About Table Max Expertise I am an expert blackjack player and have been told that I am disallowed from playing 21 at roughly 50 casinos. I can answer just about any question involving blackjack and many questions involving casino gambling generally, even those involving legal issues, casino measures taken against good players, the `comp` system, casino credit, and of course how to play 21 so you, not the house, are the one with the advantage.
Experience A great deal of study and play experience culminating in winning a great deal of money at the game. For obvious reasons I prefer to keep my name private.
Education/Credentials College and master's degree in unrelated fields.
Question How do casinos protect themselves from players bringing in counterfeit chips? Is that tried very often and have many been caught? Thanks.
Answer Casinos use many methods to deal with the danger of counterfeit chips and are for the most part successful. Here are two of their measures.
1. Note that you rarely hear of counterfeit $1 bills; to be cost-effective, currency counterfeiters have to counterfeit bills of large denomination. In much the same way, chip counterfeiters have to counterfeit large denomination chips (probably $100 and up) in order to be cost-effective, since there is a certain fixed cost even to manufacture fake chips.

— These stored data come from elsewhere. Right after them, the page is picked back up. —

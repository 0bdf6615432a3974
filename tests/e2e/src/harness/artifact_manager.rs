//! Test Artifact Manager
//!
//! Provides isolated artifact directories for testing:
//! - Temporary directories that are automatically cleaned up
//! - Dataset files written in the JSONL build format
//! - Index builds and classifiers over the stored artifacts
//! - Helpers to damage individual artifact files and re-record their checksums

use std::path::{Path, PathBuf};
use std::sync::Arc;

use dialogic_core::storage::{file_checksum, MANIFEST_FILE};
use dialogic_core::{
    AnchorRecord, AnchorSet, ArtifactStore, BuildError, Classifier, ClassifierConfig, Embedder,
    IndexBuilder, LoadError,
};
use tempfile::TempDir;

use crate::mocks::TestDataFactory;

/// Manager for test artifact directories
///
/// Each test gets its own directory, deleted when the manager is dropped.
///
/// # Example
///
/// ```rust,ignore
/// let env = TestArtifactManager::new_temp();
/// let embedder = Arc::new(TestDataFactory::support_embedder());
/// env.build(embedder.as_ref(), &TestDataFactory::support_anchors())?;
/// let classifier = env.classifier(embedder, ClassifierConfig::default())?;
/// ```
pub struct TestArtifactManager {
    /// Artifact store under the temporary directory
    pub store: ArtifactStore,
    /// Kept alive to prevent premature deletion
    temp_dir: TempDir,
}

impl TestArtifactManager {
    /// Create an empty artifact directory in a temporary location
    pub fn new_temp() -> Self {
        let temp_dir = TempDir::new().expect("Failed to create temp directory");
        let store = ArtifactStore::new(temp_dir.path().join("embeddings"));
        Self { store, temp_dir }
    }

    /// Root of the temporary directory (parent of the artifact dir)
    pub fn root(&self) -> &Path {
        self.temp_dir.path()
    }

    /// Path of one artifact file
    pub fn artifact(&self, file: &str) -> PathBuf {
        self.store.path(file)
    }

    /// Write `records` as a JSONL dataset under the temporary root
    pub fn write_dataset(&self, name: &str, records: &[AnchorRecord]) -> PathBuf {
        let path = self.root().join(name);
        TestDataFactory::write_jsonl(&path, records).expect("Failed to write dataset");
        path
    }

    /// Build from `records` through a dataset file, persisting the artifacts
    pub fn build(
        &self,
        embedder: &dyn Embedder,
        records: &[AnchorRecord],
    ) -> Result<AnchorSet, BuildError> {
        let dataset = self.write_dataset("train.jsonl", records);
        IndexBuilder::new(embedder).build_from_dataset(&dataset, &self.store)
    }

    /// Load the stored artifacts into a classifier
    pub fn classifier(
        &self,
        embedder: Arc<dyn Embedder>,
        config: ClassifierConfig,
    ) -> Result<Classifier, LoadError> {
        Classifier::open(embedder, &self.store, config)
    }

    /// Build the support-desk anchors and open a default classifier
    pub fn support_classifier() -> (Self, Classifier) {
        let env = Self::new_temp();
        let embedder = Arc::new(TestDataFactory::support_embedder());
        env.build(embedder.as_ref(), &TestDataFactory::support_anchors())
            .expect("Failed to build support index");
        let classifier = env
            .classifier(embedder, ClassifierConfig::default())
            .expect("Failed to open support index");
        (env, classifier)
    }

    // ========================================================================
    // DAMAGE
    // ========================================================================

    /// Cut an artifact file down to its first `len` bytes
    pub fn truncate(&self, file: &str, len: usize) {
        let path = self.artifact(file);
        let bytes = std::fs::read(&path).expect("Failed to read artifact");
        std::fs::write(&path, &bytes[..len.min(bytes.len())]).expect("Failed to truncate artifact");
    }

    /// Append bytes to an artifact file
    pub fn append(&self, file: &str, extra: &[u8]) {
        let path = self.artifact(file);
        let mut bytes = std::fs::read(&path).expect("Failed to read artifact");
        bytes.extend_from_slice(extra);
        std::fs::write(&path, bytes).expect("Failed to extend artifact");
    }

    /// Replace an artifact file's contents
    pub fn overwrite(&self, file: &str, contents: &[u8]) {
        std::fs::write(self.artifact(file), contents).expect("Failed to overwrite artifact");
    }

    /// Record the current checksum of `file` in the manifest, so that loading
    /// gets past the checksum check and validates the contents themselves
    pub fn reseal(&self, file: &str) {
        let path = self.artifact(MANIFEST_FILE);
        let raw = std::fs::read_to_string(&path).expect("Failed to read manifest");
        let mut manifest: serde_json::Value =
            serde_json::from_str(&raw).expect("Manifest is not JSON");
        manifest["checksums"][file] = file_checksum(&self.artifact(file))
            .expect("Failed to hash artifact")
            .into();
        std::fs::write(&path, manifest.to_string()).expect("Failed to write manifest");
    }

    /// Delete an artifact file
    pub fn remove(&self, file: &str) {
        std::fs::remove_file(self.artifact(file)).expect("Failed to remove artifact");
    }
}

Casinos, believe it or not, keep extremely careful track of each $100 and up chip. Each player has a computer account which often contains a record of the kind of chips he's holding. Furthermore, if you try to cash large-denomination chips at the cashier, someone in the cashier's office will often ask you which table you got these at and call the pit to verify this. (Buy in for several thousand dollars and then cash out if you don't believe me.) So it is more difficult than you'd think to swap fake chips for cash.
There are exceptions to this rule for some casinos, such as Foxwoods in Connecticut, which sees so much big money action so routinely that they don't bother to keep track of the chips in this way. I would strongly suspect, however, that such places routinely record all large transactions on video so as to have some ability to recognize and chase down the counterfeit chip passer later.

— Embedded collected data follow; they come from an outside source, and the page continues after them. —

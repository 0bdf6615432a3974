//! Bag-of-words embedder
//!
//! One axis per vocabulary word plus a final axis for text that contains no
//! known word. Vectors are L2-normalized like sentence-transformer outputs, so
//! squared distance is `2 - 2 * cosine` and a distance of 1.0 corresponds to a
//! cosine similarity of 0.5.

use std::collections::{BTreeMap, BTreeSet};

use dialogic_core::{Embedder, Embedding, EmbeddingError};

/// Deterministic, collision-free embedder for integration tests
#[derive(Debug, Clone)]
pub struct BagOfWordsEmbedder {
    vocabulary: BTreeMap<String, usize>,
}

impl BagOfWordsEmbedder {
    /// Vocabulary from every word of `corpus`
    pub fn from_corpus<'a>(corpus: impl IntoIterator<Item = &'a str>) -> Self {
        let words: BTreeSet<String> = corpus.into_iter().flat_map(tokenize).collect();
        let vocabulary = words
            .into_iter()
            .enumerate()
            .map(|(axis, word)| (word, axis))
            .collect();
        Self { vocabulary }
    }

    /// Number of known words
    pub fn vocabulary_len(&self) -> usize {
        self.vocabulary.len()
    }

    fn unknown_axis(&self) -> usize {
        self.vocabulary.len()
    }
}

/// Lowercase alphanumeric words
fn tokenize(text: &str) -> Vec<String> {
    text.split(|c: char| !c.is_alphanumeric())
        .filter(|w| !w.is_empty())
        .map(str::to_lowercase)
        .collect()
}

impl Embedder for BagOfWordsEmbedder {
    fn model_name(&self) -> &str {
        "bag-of-words"
    }

    fn dimensions(&self) -> usize {
        self.vocabulary.len() + 1
    }

    fn embed(&self, text: &str) -> Result<Embedding, EmbeddingError> {
        if text.trim().is_empty() {
            return Err(EmbeddingError::InvalidInput("Text cannot be empty".to_string()));
        }

        let mut vector = vec![0.0f32; self.dimensions()];
        for word in tokenize(text) {
            if let Some(&axis) = self.vocabulary.get(&word) {
                vector[axis] += 1.0;
            }
        }

        let norm = vector.iter().map(|x| x * x).sum::<f32>().sqrt();
        if norm == 0.0 {
            vector[self.unknown_axis()] = 1.0;
        } else {
            for x in &mut vector {
                *x /= norm;
            }
        }

        Ok(Embedding::new(vector))
    }
}

#[cfg(test)]
mod tests {
    use super::*;

    #[test]
    fn test_known_words_only() {
        let embedder = BagOfWordsEmbedder::from_corpus(["reset my password"]);
        assert_eq!(embedder.vocabulary_len(), 3);

        let a = embedder.embed("Reset my PASSWORD!").unwrap();
        let b = embedder.embed("reset my password, please").unwrap();
        assert_eq!(a, b);
        assert!((a.vector.iter().map(|x| x * x).sum::<f32>() - 1.0).abs() < 1e-6);
    }

    #[test]
    fn test_unknown_text_uses_last_axis() {
        let embedder = BagOfWordsEmbedder::from_corpus(["reset my password"]);
        let e = embedder.embed("sing something").unwrap();
        assert_eq!(e.vector, vec![0.0, 0.0, 0.0, 1.0]);
    }

    #[test]
    fn test_empty_rejected() {
        let embedder = BagOfWordsEmbedder::from_corpus(["hello"]);
        assert!(embedder.embed("  ").is_err());
    }
}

2. I have also seen at Harrah's casino in Shreveport some sort of a fluoroscope device which they passed $500 chips through at the cashier, and some sort of glowing triangle within each chip was apparent. Presumably this is an anti counterfeiting device and fake chips would reveal no triangle.
So to sum up I can tell you that passing fake chips is hard to accomplish. I'm pretty sure you'd do hard time if you were caught, too: it's open and shut fraud.
ADDENDUM:
I meant to mention that if you play at a table for an hour or so, you will see a casino employee come by and actually count how many chips of each denomination are in the table rack. Most casinos keep hourly lists of what chips are at which table, and who walks off with chips. So, to sum up, they audit their chips carefully. The sum of their methods is not enough to deter all counterfeiting perfectly, but I am sure it deters most of them.